Aim of the exercise. Write out each record again exactly as it stands.

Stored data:

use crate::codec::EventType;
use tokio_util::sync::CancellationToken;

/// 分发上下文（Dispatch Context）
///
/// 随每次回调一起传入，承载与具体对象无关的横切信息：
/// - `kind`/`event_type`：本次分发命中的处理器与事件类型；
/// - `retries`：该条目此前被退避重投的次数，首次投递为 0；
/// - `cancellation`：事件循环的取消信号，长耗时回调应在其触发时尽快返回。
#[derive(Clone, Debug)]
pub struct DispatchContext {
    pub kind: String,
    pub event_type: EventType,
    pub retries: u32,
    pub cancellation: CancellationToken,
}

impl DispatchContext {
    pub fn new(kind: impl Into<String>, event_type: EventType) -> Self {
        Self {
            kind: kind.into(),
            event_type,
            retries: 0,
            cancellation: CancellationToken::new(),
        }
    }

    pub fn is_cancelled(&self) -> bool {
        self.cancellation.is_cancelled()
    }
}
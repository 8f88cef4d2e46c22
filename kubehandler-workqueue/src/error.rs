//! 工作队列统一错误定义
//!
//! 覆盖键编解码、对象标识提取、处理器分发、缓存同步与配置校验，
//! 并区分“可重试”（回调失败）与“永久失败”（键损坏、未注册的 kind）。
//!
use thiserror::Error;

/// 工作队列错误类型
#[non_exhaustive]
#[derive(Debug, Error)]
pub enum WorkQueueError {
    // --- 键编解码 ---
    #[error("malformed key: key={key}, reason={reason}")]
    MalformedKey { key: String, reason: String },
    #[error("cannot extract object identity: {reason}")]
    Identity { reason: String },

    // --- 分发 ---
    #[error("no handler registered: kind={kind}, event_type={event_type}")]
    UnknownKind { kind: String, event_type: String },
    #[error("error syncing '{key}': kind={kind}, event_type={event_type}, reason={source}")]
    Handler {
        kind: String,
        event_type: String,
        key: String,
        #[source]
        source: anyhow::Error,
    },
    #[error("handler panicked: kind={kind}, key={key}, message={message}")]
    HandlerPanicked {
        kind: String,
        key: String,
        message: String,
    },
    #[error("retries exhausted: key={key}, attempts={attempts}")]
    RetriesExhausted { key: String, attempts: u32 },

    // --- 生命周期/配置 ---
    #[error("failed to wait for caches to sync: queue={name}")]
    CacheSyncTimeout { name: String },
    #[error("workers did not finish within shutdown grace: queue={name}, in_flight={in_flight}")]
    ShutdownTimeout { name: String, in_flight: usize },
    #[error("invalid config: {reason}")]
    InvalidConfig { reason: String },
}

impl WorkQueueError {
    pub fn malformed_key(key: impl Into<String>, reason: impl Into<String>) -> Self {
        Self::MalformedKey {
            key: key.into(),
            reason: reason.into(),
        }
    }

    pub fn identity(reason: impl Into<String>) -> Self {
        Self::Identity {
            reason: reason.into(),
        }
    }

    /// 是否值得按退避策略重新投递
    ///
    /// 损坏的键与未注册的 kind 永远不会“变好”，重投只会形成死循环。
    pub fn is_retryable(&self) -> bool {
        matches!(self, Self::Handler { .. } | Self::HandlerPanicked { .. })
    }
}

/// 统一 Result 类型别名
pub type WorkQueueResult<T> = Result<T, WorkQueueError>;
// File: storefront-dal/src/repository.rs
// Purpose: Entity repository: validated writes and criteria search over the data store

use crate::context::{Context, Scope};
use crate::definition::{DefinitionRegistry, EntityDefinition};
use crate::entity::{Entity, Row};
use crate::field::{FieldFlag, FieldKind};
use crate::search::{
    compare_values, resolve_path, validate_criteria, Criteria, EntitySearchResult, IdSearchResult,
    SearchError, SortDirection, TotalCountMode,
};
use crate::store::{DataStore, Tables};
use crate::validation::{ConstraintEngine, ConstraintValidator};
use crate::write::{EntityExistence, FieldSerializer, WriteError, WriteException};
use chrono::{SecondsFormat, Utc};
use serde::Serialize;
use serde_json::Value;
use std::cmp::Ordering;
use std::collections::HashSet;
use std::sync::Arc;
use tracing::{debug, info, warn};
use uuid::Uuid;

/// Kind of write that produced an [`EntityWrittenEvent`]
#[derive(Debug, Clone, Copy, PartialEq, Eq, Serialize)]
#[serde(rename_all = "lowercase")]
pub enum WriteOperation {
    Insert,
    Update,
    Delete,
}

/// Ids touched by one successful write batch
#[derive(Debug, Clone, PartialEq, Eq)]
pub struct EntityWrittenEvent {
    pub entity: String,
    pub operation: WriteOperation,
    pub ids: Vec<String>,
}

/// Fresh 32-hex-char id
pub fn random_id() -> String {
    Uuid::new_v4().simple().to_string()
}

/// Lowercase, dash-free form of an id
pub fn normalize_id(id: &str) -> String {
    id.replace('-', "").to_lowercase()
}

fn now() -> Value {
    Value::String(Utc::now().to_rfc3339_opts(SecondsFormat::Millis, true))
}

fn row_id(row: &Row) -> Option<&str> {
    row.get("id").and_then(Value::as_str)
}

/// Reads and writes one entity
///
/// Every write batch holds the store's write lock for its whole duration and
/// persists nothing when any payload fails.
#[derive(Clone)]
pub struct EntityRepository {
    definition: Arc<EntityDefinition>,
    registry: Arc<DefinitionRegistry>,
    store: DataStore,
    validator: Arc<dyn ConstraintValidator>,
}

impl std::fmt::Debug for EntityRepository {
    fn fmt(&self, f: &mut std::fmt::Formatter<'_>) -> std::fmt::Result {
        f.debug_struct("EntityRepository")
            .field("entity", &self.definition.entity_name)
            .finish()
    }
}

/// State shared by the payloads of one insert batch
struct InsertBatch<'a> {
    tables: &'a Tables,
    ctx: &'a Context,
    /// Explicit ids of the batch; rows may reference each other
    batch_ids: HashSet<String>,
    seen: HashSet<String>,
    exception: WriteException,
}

Output for this task.
use crate::codec::EventType;
use tokio_util::sync::CancellationToken;

/// 分发上下文（Dispatch Context）
///
/// 随每次回调一起传入，承载与具体对象无关的横切信息：
/// - `kind`/`event_type`：本次分发命中的处理器与事件类型；
/// - `retries`：该条目此前被退避重投的次数，首次投递为 0；
/// - `cancellation`：事件循环的取消信号，长耗时回调应在其触发时尽快返回。
#[derive(Clone, Debug)]
pub struct DispatchContext {
    pub kind: String,
    pub event_type: EventType,
    pub retries: u32,
    pub cancellation: CancellationToken,
}

impl DispatchContext {
    pub fn new(kind: impl Into<String>, event_type: EventType) -> Self {
        Self {
            kind: kind.into(),
            event_type,
            retries: 0,
            cancellation: CancellationToken::new(),
        }
    }

    pub fn is_cancelled(&self) -> bool {
        self.cancellation.is_cancelled()
    }
}
repository 8f88cef4d2e46c22
filename kubehandler-workqueue/src/error.rs
//! 工作队列统一错误定义
//!
//! 覆盖键编解码、对象标识提取、处理器分发、缓存同步与配置校验，
//! 并区分“可重试”（回调失败）与“永久失败”（键损坏、未注册的 kind）。
//!
use thiserror::Error;

/// 工作队列错误类型
#[non_exhaustive]
#[derive(Debug, Error)]
pub enum WorkQueueError {
    // --- 键编解码 ---
    #[error("malformed key: key={key}, reason={reason}")]
    MalformedKey { key: String, reason: String },
    #[error("cannot extract object identity: {reason}")]
    Identity { reason: String },

    // --- 分发 ---
    #[error("no handler registered: kind={kind}, event_type={event_type}")]
    UnknownKind { kind: String, event_type: String },
    #[error("error syncing '{key}': kind={kind}, event_type={event_type}, reason={source}")]
    Handler {
        kind: String,
        event_type: String,
        key: String,
        #[source]
        source: anyhow::Error,
    },
    #[error("handler panicked: kind={kind}, key={key}, message={message}")]
    HandlerPanicked {
        kind: String,
        key: String,
        message: String,
    },
    #[error("retries exhausted: key={key}, attempts={attempts}")]
    RetriesExhausted { key: String, attempts: u32 },

    // --- 生命周期/配置 ---
    #[error("failed to wait for caches to sync: queue={name}")]
    CacheSyncTimeout { name: String },
    #[error("workers did not finish within shutdown grace: queue={name}, in_flight={in_flight}")]
    ShutdownTimeout { name: String, in_flight: usize },
    #[error("invalid config: {reason}")]
    InvalidConfig { reason: String },
}

impl WorkQueueError {
    pub fn malformed_key(key: impl Into<String>, reason: impl Into<String>) -> Self {
        Self::MalformedKey {
            key: key.into(),
            reason: reason.into(),
        }
    }

    pub fn identity(reason: impl Into<String>) -> Self {
        Self::Identity {
            reason: reason.into(),
        }
    }

    /// 是否值得按退避策略重新投递
    ///
    /// 损坏的键与未注册的 kind 永远不会“变好”，重投只会形成死循环。
    pub fn is_retryable(&self) -> bool {
        matches!(self, Self::Handler { .. } | Self::HandlerPanicked { .. })
    }
}

/// 统一 Result 类型别名
pub type WorkQueueResult<T> = Result<T, WorkQueueError>;
// File: storefront-dal/src/repository.rs
// Purpose: Entity repository: validated writes and criteria search over the data store

use crate::context::{Context, Scope};
use crate::definition::{DefinitionRegistry, EntityDefinition};
use crate::entity::{Entity, Row};
use crate::field::{FieldFlag, FieldKind};
use crate::search::{
    compare_values, resolve_path, validate_criteria, Criteria, EntitySearchResult, IdSearchResult,
    SearchError, SortDirection, TotalCountMode,
};
use crate::store::{DataStore, Tables};
use crate::validation::{ConstraintEngine, ConstraintValidator};
use crate::write::{EntityExistence, FieldSerializer, WriteError, WriteException};
use chrono::{SecondsFormat, Utc};
use serde::Serialize;
use serde_json::Value;
use std::cmp::Ordering;
use std::collections::HashSet;
use std::sync::Arc;
use tracing::{debug, info, warn};
use uuid::Uuid;

/// Kind of write that produced an [`EntityWrittenEvent`]
#[derive(Debug, Clone, Copy, PartialEq, Eq, Serialize)]
#[serde(rename_all = "lowercase")]
pub enum WriteOperation {
    Insert,
    Update,
    Delete,
}

/// Ids touched by one successful write batch
#[derive(Debug, Clone, PartialEq, Eq)]
pub struct EntityWrittenEvent {
    pub entity: String,
    pub operation: WriteOperation,
    pub ids: Vec<String>,
}

/// Fresh 32-hex-char id
pub fn random_id() -> String {
    Uuid::new_v4().simple().to_string()
}

/// Lowercase, dash-free form of an id
pub fn normalize_id(id: &str) -> String {
    id.replace('-', "").to_lowercase()
}

fn now() -> Value {
    Value::String(Utc::now().to_rfc3339_opts(SecondsFormat::Millis, true))
}

fn row_id(row: &Row) -> Option<&str> {
    row.get("id").and_then(Value::as_str)
}

/// Reads and writes one entity
///
/// Every write batch holds the store's write lock for its whole duration and
/// persists nothing when any payload fails.
#[derive(Clone)]
pub struct EntityRepository {
    definition: Arc<EntityDefinition>,
    registry: Arc<DefinitionRegistry>,
    store: DataStore,
    validator: Arc<dyn ConstraintValidator>,
}

impl std::fmt::Debug for EntityRepository {
    fn fmt(&self, f: &mut std::fmt::Formatter<'_>) -> std::fmt::Result {
        f.debug_struct("EntityRepository")
            .field("entity", &self.definition.entity_name)
            .finish()
    }
}

/// State shared by the payloads of one insert batch
struct InsertBatch<'a> {
    tables: &'a Tables,
    ctx: &'a Context,
    /// Explicit ids of the batch; rows may reference each other
    batch_ids: HashSet<String>,
    seen: HashSet<String>,
    exception: WriteException,
}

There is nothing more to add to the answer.